O pirarucu (Arapaima gigas), um dos maiores peixes de água doce do mundo, se tornou símbolo de uma das iniciativas mais bem-sucedidas de conservação e geração de renda na Amazônia. Em 2024, o manejo sustentável desse gigante aquático completa 25 anos, celebrando não apenas a recuperação da espécie, mas também a melhoria das condições de vida das comunidades locais.
A história desse sucesso começou na década de 1990, quando o Brasil, alarmado pela pesca predatória, adotou medidas restritivas para proteger o pirarucu, culminando na proibição total da pesca em 1996. Naquele momento, a espécie estava à beira da extinção. O pirarucu foi incluído na lista da Convenção sobre Comércio Internacional das Espécies da Flora e Fauna Selvagens em Perigo de Extinção (CITES). Porém, com a implementação do sistema de manejo sustentável, a espécie voltou a prosperar.
Segundo um estudo realizado pelo Coletivo do Pirarucu, em 31 áreas protegidas do estado do Amazonas, a população da espécie aumentou em 99% entre 2012 e 2016, com um crescimento médio anual de 19%. Além de conservar o pirarucu, essa iniciativa trouxe benefícios diretos para as comunidades locais, como o fortalecimento da organização social, redução de desigualdades, aumento da renda e maior segurança alimentar.
O papel crucial das comunidades indígenas
O povo Paumari do Tapauá e os Deni do rio Xeruã são exemplos de como o manejo sustentável do pirarucu transformou vidas e recuperou ecossistemas. Considerados “o povo das águas”, os Paumari foram pioneiros na adoção dessa prática em terras indígenas. Desde a primeira contagem da espécie em 2009, a população de pirarucus aumentou em mais de 600% em seu território.
Kamelice Paumari, coordenadora temática da Associação Indígena do Povo das Águas (AIPA), destaca a importância dessa transformação: “Hoje a gente tem a nossa cozinha, o nosso flutuante de pré-beneficiamento do peixe, tem nossas bases de vigilância para proteção do nosso território. A gente tem nossa riqueza e podemos proteger isso”.
A experiência dos Paumari também serviu de modelo para outros povos, como os Deni do rio Xeruã, que adotaram o manejo sustentável em 2016. Com apoio dos Paumari, os Deni conseguiram superar desafios ambientais, como a forte estiagem, e em 2023 alcançaram a maior cota de pesca sustentável em seis anos: 150 pirarucus, totalizando 9,5 toneladas de pescado.

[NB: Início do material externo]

//! HTTPS 证书：使用配置的 PEM 文件，或在证书目录中生成并复用自签名证书。

use axum_server::tls_rustls::RustlsConfig;
use rcgen::generate_simple_self_signed;
use std::io::{self, ErrorKind};
use std::net::{IpAddr, Ipv4Addr};
use std::path::{Path, PathBuf};
use tokio::fs;
use tracing::info;

use crate::config::Args;

const SELF_SIGNED_CERT: &str = "self-signed-cert.pem";
const SELF_SIGNED_KEY: &str = "self-signed-key.pem";

#[derive(Debug, PartialEq, Eq)]
enum CertSource {
    Files { cert: PathBuf, key: PathBuf },
    SelfSigned { dir: PathBuf },
}

impl CertSource {
    /// 证书与私钥必须成对配置，只给出其一视为配置错误。
    fn from_args(args: &Args) -> io::Result<Self> {
        match (&args.tls_cert, &args.tls_key) {
            (Some(cert), Some(key)) => Ok(CertSource::Files {
                cert: PathBuf::from(cert),
                key: PathBuf::from(key),
            }),
            (None, None) => Ok(CertSource::SelfSigned {
                dir: PathBuf::from(&args.tls_dir),
            }),
            _ => Err(io::Error::new(
                ErrorKind::InvalidInput,
                "--tls-cert and --tls-key must be given together",
            )),
        }
    }
}

pub async fn build_rustls_config(args: &Args, host: IpAddr) -> io::Result<RustlsConfig> {
    let (cert_path, key_path) = match CertSource::from_args(args)? {
        CertSource::Files { cert, key } => (cert, key),
        CertSource::SelfSigned { dir } => ensure_self_signed(&dir, host).await?,
    };
    RustlsConfig::from_pem_file(cert_path, key_path).await
}

/// 目录中已有自签名证书时直接复用，避免每次重启都让客户端重新信任。
async fn ensure_self_signed(dir: &Path, host: IpAddr) -> io::Result<(PathBuf, PathBuf)> {
    let cert_path = dir.join(SELF_SIGNED_CERT);
    let key_path = dir.join(SELF_SIGNED_KEY);
    if fs::try_exists(&cert_path).await? && fs::try_exists(&key_path).await? {
        info!(cert = %cert_path.display(), "reusing self-signed certificate");
        return Ok((cert_path, key_path));
    }

    let cert = generate_simple_self_signed(subject_alt_names(host))
        .map_err(|err| io::Error::other(err.to_string()))?;
    fs::create_dir_all(dir).await?;
    fs::write(&cert_path, cert.cert.pem()).await?;
    fs::write(&key_path, cert.key_pair.serialize_pem()).await?;
    restrict_key_permissions(&key_path).await?;
    info!(cert = %cert_path.display(), "generated self-signed certificate");
    Ok((cert_path, key_path))
}

/// 监听在通配地址时用回环地址代替，通配地址不能作为证书名称。
fn subject_alt_names(host: IpAddr) -> Vec<String> {
    let ip = if host.is_unspecified() {
        IpAddr::V4(Ipv4Addr::LOCALHOST)
    } else {
        host
    };
    vec!["localhost".to_string(), ip.to_string()]
}

#[cfg(unix)]
async fn restrict_key_permissions(path: &Path) -> io::Result<()> {
    use std::os::unix::fs::PermissionsExt;
    fs::set_permissions(path, std::fs::Permissions::from_mode(0o600)).await
}

#[cfg(not(unix))]
async fn restrict_key_permissions(_path: &Path) -> io::Result<()> {
    Ok(())
}

#[cfg(test)]
mod tests {
    use super::*;
    use clap::Parser;
    use tempfile::tempdir;

    fn parse(extra: &[&str]) -> Args {
        let mut argv = vec!["vfs-gateway", "--service-token", "t0k"];
        argv.extend_from_slice(extra);
        Args::try_parse_from(argv).expect("parse")
    }

    #[test]
    fn half_configured_pair_is_rejected() {
        for extra in [["--tls-cert", "cert.pem"], ["--tls-key", "key.pem"]] {
            let err = CertSource::from_args(&parse(&extra)).expect_err("half pair accepted");
            assert_eq!(err.kind(), ErrorKind::InvalidInput);
        }
    }

    #[test]
    fn cert_source_follows_configuration() {
        let files = parse(&["--tls-cert", "c.pem", "--tls-key", "k.pem"]);
        assert_eq!(
            CertSource::from_args(&files).expect("files"),
            CertSource::Files {
                cert: PathBuf::from("c.pem"),
                key: PathBuf::from("k.pem"),
            }
        );
        let generated = parse(&["--tls-dir", "/var/lib/vfs/tls"]);
        assert_eq!(
            CertSource::from_args(&generated).expect("self-signed"),
            CertSource::SelfSigned {
                dir: PathBuf::from("/var/lib/vfs/tls"),
            }
        );
    }

    #[test]
    fn wildcard_bind_is_named_as_loopback() {
        let names = subject_alt_names("0.0.0.0".parse().expect("ip"));
        assert_eq!(names, ["localhost", "127.0.0.1"]);
        let names = subject_alt_names("192.168.1.20".parse().expect("ip"));
        assert_eq!(names, ["localhost", "192.168.1.20"]);
    }

    #[tokio::test]
    async fn self_signed_cert_is_generated_once_and_reused() {
        let temp = tempdir().expect("tempdir");
        let dir = temp.path().join("tls");
        let host = IpAddr::V4(Ipv4Addr::LOCALHOST);

        let (cert, key) = ensure_self_signed(&dir, host).await.expect("generate");
        let first = std::fs::read(&cert).expect("read cert");
        assert!(String::from_utf8_lossy(&first).contains("BEGIN CERTIFICATE"));
        assert!(key.exists());

        let (again, _) = ensure_self_signed(&dir, host).await.expect("reuse");
        assert_eq!(again, cert);
        assert_eq!(std::fs::read(&again).expect("read cert"), first);
    }
}
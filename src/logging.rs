//! 日志初始化：`RUST_LOG` 优先，否则使用配置给出的默认过滤规则。

use tracing_subscriber::{EnvFilter, layer::SubscriberExt, util::SubscriberInitExt};

/// 初始化 tracing 日志订阅。
pub fn init_logging(default_filter: &str) {
    let env_filter = EnvFilter::try_from_default_env()
        .or_else(|_| EnvFilter::try_new(default_filter))
        .unwrap_or_else(|_| EnvFilter::new("info"));
    tracing_subscriber::registry()
        .with(env_filter)
        .with(tracing_subscriber::fmt::layer())
        .init();
}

Benefícios econômicos e sociais
O manejo sustentável do pirarucu não apenas protege a biodiversidade, mas também gera renda significativa para as comunidades envolvidas. Em 2023, os povos Paumari e Deni geraram uma receita bruta de mais de 300 mil reais com a atividade, consolidando essa prática como uma fonte de segurança alimentar e conservação florestal.
Esse modelo, apoiado pelo projeto Raízes do Purus, conduzido pela Operação Amazônia Nativa (OPAN) com patrocínio da Petrobras e do Governo Federal, é um exemplo de como aliar sustentabilidade e desenvolvimento comunitário.
A primeira iniciativa de manejo comunitário foi implementada na Reserva de Desenvolvimento Sustentável Mamirauá, no Amazonas, em 1999, com base em estudos do Instituto de Desenvolvimento Sustentável Mamirauá. Esse modelo foi posteriormente incorporado como política pública pelo Instituto Brasileiro do Meio Ambiente e dos Recursos Naturais Renováveis (Ibama).
Ao longo dos 25 anos do manejo sustentável, o papel do Ibama e do Instituto Mamirauá tem sido fundamental. Em reconhecimento a essa contribuição, a OPAN homenageou ambas as instituições em junho de 2024, durante o encerramento do encontro de manejadores do pirarucu. A artista amazonense Lívia Rocha produziu obras exclusivas, baseadas em fotografias de Adriano Gambarini, para celebrar esse marco.
A celebração desses 25 anos vai além da recuperação de uma espécie em extinção. Como destacou a nota de homenagem, “celebramos não apenas o sucesso ecológico, mas também o fortalecimento das comunidades, a valorização do conhecimento ancestral e a união para construção coletiva de um presente e um futuro sustentável”.
Este marco mostra como a preservação ambiental pode caminhar lado a lado com o desenvolvimento humano, transformando comunidades e preservando a biodiversidade da Amazônia.